◆ **PROBLEM REQUIREMENTS**:
Each record should appear again in the response exactly as it does in the original.
*** Opening SOURCE DATA ***
// Transaction submission and confirmation tracking
//
// Submission failures are classified before any retry decision: a
// rejection by the network (preflight/simulation failure, insufficient
// funds) is terminal and surfaced verbatim, while transient failures (rate
// limit, node unavailable) are retried with bounded exponential backoff.
// Retries always resend the identical signed payload; rebuilding a
// transaction on retry would break idempotency at the network layer.
//
// A confirmation timeout is reported as timed_out, distinct from failed: a
// timed-out transaction may still confirm later, so it is not a
// safe-to-retry state.

use std::sync::Arc;
use std::time::Duration;

use solana_client::{
    client_error::{ClientError, ClientErrorKind},
    nonblocking::rpc_client::RpcClient,
    rpc_config::RpcSendTransactionConfig,
    rpc_request::{RpcError, RpcResponseErrorData},
};
use solana_sdk::{commitment_config::CommitmentLevel, signature::Signature};
use solana_transaction_status::TransactionConfirmationStatus;
use tokio::time::{sleep, Instant};
use tokio_util::sync::CancellationToken;
use tracing::{debug, info, warn};

use crate::error::SwapError;
use crate::types::SignedSwapTransaction;
use crate::utils::retry::RetryPolicy;

/// Default upper bound on waiting for confirmation
pub const DEFAULT_CONFIRMATION_TIMEOUT: Duration = Duration::from_secs(60);

/// Default signature status poll interval
pub const DEFAULT_POLL_INTERVAL: Duration = Duration::from_millis(400);

/// Terminal result of awaiting confirmation for one submission
#[derive(Debug, Clone, PartialEq, Eq)]
pub enum BroadcastResult {
    Confirmed { slot: u64 },
    Failed { error: String },
    /// The timeout elapsed or the caller cancelled; the transaction may
    /// still confirm later
    TimedOut,
}

/// Submits signed transactions and polls for confirmation
pub struct Broadcaster {
    rpc_client: Arc<RpcClient>,
    retry: RetryPolicy,
    confirmation_timeout: Duration,
    poll_interval: Duration,
}

impl Broadcaster {
    pub fn new(
        rpc_client: Arc<RpcClient>,
        max_attempts: u32,
        confirmation_timeout: Duration,
        poll_interval: Duration,
    ) -> Self {
        info!(
            max_attempts,
            confirmation_timeout_ms = confirmation_timeout.as_millis() as u64,
            "Broadcaster initialized"
        );
        Self {
            rpc_client,
            retry: RetryPolicy::new(max_attempts.saturating_sub(1)),
            confirmation_timeout,
            poll_interval,
        }
    }

    /// Submit a signed transaction, returning its signature on acceptance.
    ///
    /// Transient submission failures are retried with backoff, resending
    /// the same signed payload each time; network rejections are terminal.
    pub async fn broadcast(&self, signed: &SignedSwapTransaction) -> Result<Signature, SwapError> {
        let config = RpcSendTransactionConfig {
            skip_preflight: false,
            preflight_commitment: Some(CommitmentLevel::Confirmed),
            ..RpcSendTransactionConfig::default()
        };

        let signature = self
            .retry
            .retry_classified(|| {
                let config = config.clone();
                async move {
                    self.rpc_client
                        .send_transaction_with_config(signed.transaction(), config)
                        .await
                        .map_err(classify_send_error)
                }
            })
            .await?;

        info!(%signature, "transaction submitted");
        Ok(signature)
    }

    /// Poll for confirmation until a terminal state, the timeout, or
    /// cancellation. Cancellation cannot recall an already-submitted
    /// transaction; it only stops the local wait.
    pub async fn wait_for_confirmation(
        &self,
        signature: &Signature,
        cancel: &CancellationToken,
    ) -> BroadcastResult {
        let deadline = Instant::now() + self.confirmation_timeout;

        loop {
            if cancel.is_cancelled() {
                warn!(%signature, "confirmation wait cancelled by caller");
                return BroadcastResult::TimedOut;
            }

            match self.rpc_client.get_signature_statuses(&[*signature]).await {
                Ok(response) => {
                    if let Some(Some(status)) = response.value.first() {
                        if let Some(err) = &status.err {
                            return BroadcastResult::Failed {
                                error: format!("{:?}", err),
                            };
                        }
                        if matches!(
                            status.confirmation_status,
                            Some(TransactionConfirmationStatus::Confirmed)
                                | Some(TransactionConfirmationStatus::Finalized)
                        ) {
                            info!(%signature, slot = status.slot, "transaction confirmed");
                            return BroadcastResult::Confirmed { slot: status.slot };
                        }
                    }
                }
                Err(e) => {
                    debug!(%signature, "signature status poll failed: {}", e);
                }
            }

            if Instant::now() >= deadline {
                warn!(%signature, "confirmation wait timed out");
                return BroadcastResult::TimedOut;
            }

            tokio::select! {
                _ = cancel.cancelled() => {
                    warn!(%signature, "confirmation wait cancelled by caller");
                    return BroadcastResult::TimedOut;
                }
                _ = sleep(self.poll_interval) => {}
            }
        }
    }
}

/// Map an RPC client failure into the pipeline's terminal/transient split.
fn classify_send_error(err: ClientError) -> SwapError {
    match err.kind() {
        ClientErrorKind::TransactionError(tx_err) => {
            SwapError::RejectedByNetwork(format!("{:?}", tx_err))
        }
        ClientErrorKind::RpcError(RpcError::RpcResponseError {
            message,
            data: RpcResponseErrorData::SendTransactionPreflightFailure(sim),
            ..
        }) => SwapError::RejectedByNetwork(format!(
            "preflight failure: {} ({:?})",
            message, sim.err
        )),
        _ => SwapError::TransientNetwork(err.to_string()),
    }
}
*** Closing SOURCE DATA ***
◆ **RESULT**:
// Transaction submission and confirmation tracking
//
// Submission failures are classified before any retry decision: a
// rejection by the network (preflight/simulation failure, insufficient
// funds) is terminal and surfaced verbatim, while transient failures (rate
// limit, node unavailable) are retried with bounded exponential backoff.
// Retries always resend the identical signed payload; rebuilding a
// transaction on retry would break idempotency at the network layer.
//
// A confirmation timeout is reported as timed_out, distinct from failed: a
// timed-out transaction may still confirm later, so it is not a
// safe-to-retry state.

use std::sync::Arc;
use std::time::Duration;

use solana_client::{
    client_error::{ClientError, ClientErrorKind},
    nonblocking::rpc_client::RpcClient,
    rpc_config::RpcSendTransactionConfig,
    rpc_request::{RpcError, RpcResponseErrorData},
};
use solana_sdk::{commitment_config::CommitmentLevel, signature::Signature};
use solana_transaction_status::TransactionConfirmationStatus;
use tokio::time::{sleep, Instant};
use tokio_util::sync::CancellationToken;
use tracing::{debug, info, warn};

use crate::error::SwapError;
use crate::types::SignedSwapTransaction;
use crate::utils::retry::RetryPolicy;

/// Default upper bound on waiting for confirmation
pub const DEFAULT_CONFIRMATION_TIMEOUT: Duration = Duration::from_secs(60);

/// Default signature status poll interval
pub const DEFAULT_POLL_INTERVAL: Duration = Duration::from_millis(400);

/// Terminal result of awaiting confirmation for one submission
#[derive(Debug, Clone, PartialEq, Eq)]
pub enum BroadcastResult {
    Confirmed { slot: u64 },
    Failed { error: String },
    /// The timeout elapsed or the caller cancelled; the transaction may
    /// still confirm later
    TimedOut,
}

/// Submits signed transactions and polls for confirmation
pub struct Broadcaster {
    rpc_client: Arc<RpcClient>,
    retry: RetryPolicy,
    confirmation_timeout: Duration,
    poll_interval: Duration,
}

impl Broadcaster {
    pub fn new(
        rpc_client: Arc<RpcClient>,
        max_attempts: u32,
        confirmation_timeout: Duration,
        poll_interval: Duration,
    ) -> Self {
        info!(
            max_attempts,
            confirmation_timeout_ms = confirmation_timeout.as_millis() as u64,
            "Broadcaster initialized"
        );
        Self {
            rpc_client,
            retry: RetryPolicy::new(max_attempts.saturating_sub(1)),
            confirmation_timeout,
            poll_interval,
        }
    }

    /// Submit a signed transaction, returning its signature on acceptance.
    ///
    /// Transient submission failures are retried with backoff, resending
    /// the same signed payload each time; network rejections are terminal.
    pub async fn broadcast(&self, signed: &SignedSwapTransaction) -> Result<Signature, SwapError> {
        let config = RpcSendTransactionConfig {
            skip_preflight: false,
            preflight_commitment: Some(CommitmentLevel::Confirmed),
            ..RpcSendTransactionConfig::default()
        };

        let signature = self
            .retry
            .retry_classified(|| {
                let config = config.clone();
                async move {
                    self.rpc_client
                        .send_transaction_with_config(signed.transaction(), config)
                        .await
                        .map_err(classify_send_error)
                }
            })
            .await?;

        info!(%signature, "transaction submitted");
        Ok(signature)
    }

    /// Poll for confirmation until a terminal state, the timeout, or
    /// cancellation. Cancellation cannot recall an already-submitted
    /// transaction; it only stops the local wait.
    pub async fn wait_for_confirmation(
        &self,
        signature: &Signature,
        cancel: &CancellationToken,
    ) -> BroadcastResult {
        let deadline = Instant::now() + self.confirmation_timeout;

        loop {
            if cancel.is_cancelled() {
                warn!(%signature, "confirmation wait cancelled by caller");
                return BroadcastResult::TimedOut;
            }

            match self.rpc_client.get_signature_statuses(&[*signature]).await {
                Ok(response) => {
                    if let Some(Some(status)) = response.value.first() {
                        if let Some(err) = &status.err {
                            return BroadcastResult::Failed {
                                error: format!("{:?}", err),
                            };
                        }
                        if matches!(
                            status.confirmation_status,
                            Some(TransactionConfirmationStatus::Confirmed)
                                | Some(TransactionConfirmationStatus::Finalized)
                        ) {
                            info!(%signature, slot = status.slot, "transaction confirmed");
                            return BroadcastResult::Confirmed { slot: status.slot };
                        }
                    }
                }
                Err(e) => {
                    debug!(%signature, "signature status poll failed: {}", e);
                }
            }

            if Instant::now() >= deadline {
                warn!(%signature, "confirmation wait timed out");
                return BroadcastResult::TimedOut;
            }

            tokio::select! {
                _ = cancel.cancelled() => {
                    warn!(%signature, "confirmation wait cancelled by caller");
                    return BroadcastResult::TimedOut;
                }
                _ = sleep(self.poll_interval) => {}
            }
        }
    }
}

/// Map an RPC client failure into the pipeline's terminal/transient split.
fn classify_send_error(err: ClientError) -> SwapError {
    match err.kind() {
        ClientErrorKind::TransactionError(tx_err) => {
            SwapError::RejectedByNetwork(format!("{:?}", tx_err))
        }
        ClientErrorKind::RpcError(RpcError::RpcResponseError {
            message,
            data: RpcResponseErrorData::SendTransactionPreflightFailure(sim),
            ..
        }) => SwapError::RejectedByNetwork(format!(
            "preflight failure: {} ({:?})",
            message, sim.err
        )),
        _ => SwapError::TransientNetwork(err.to_string()),
    }
}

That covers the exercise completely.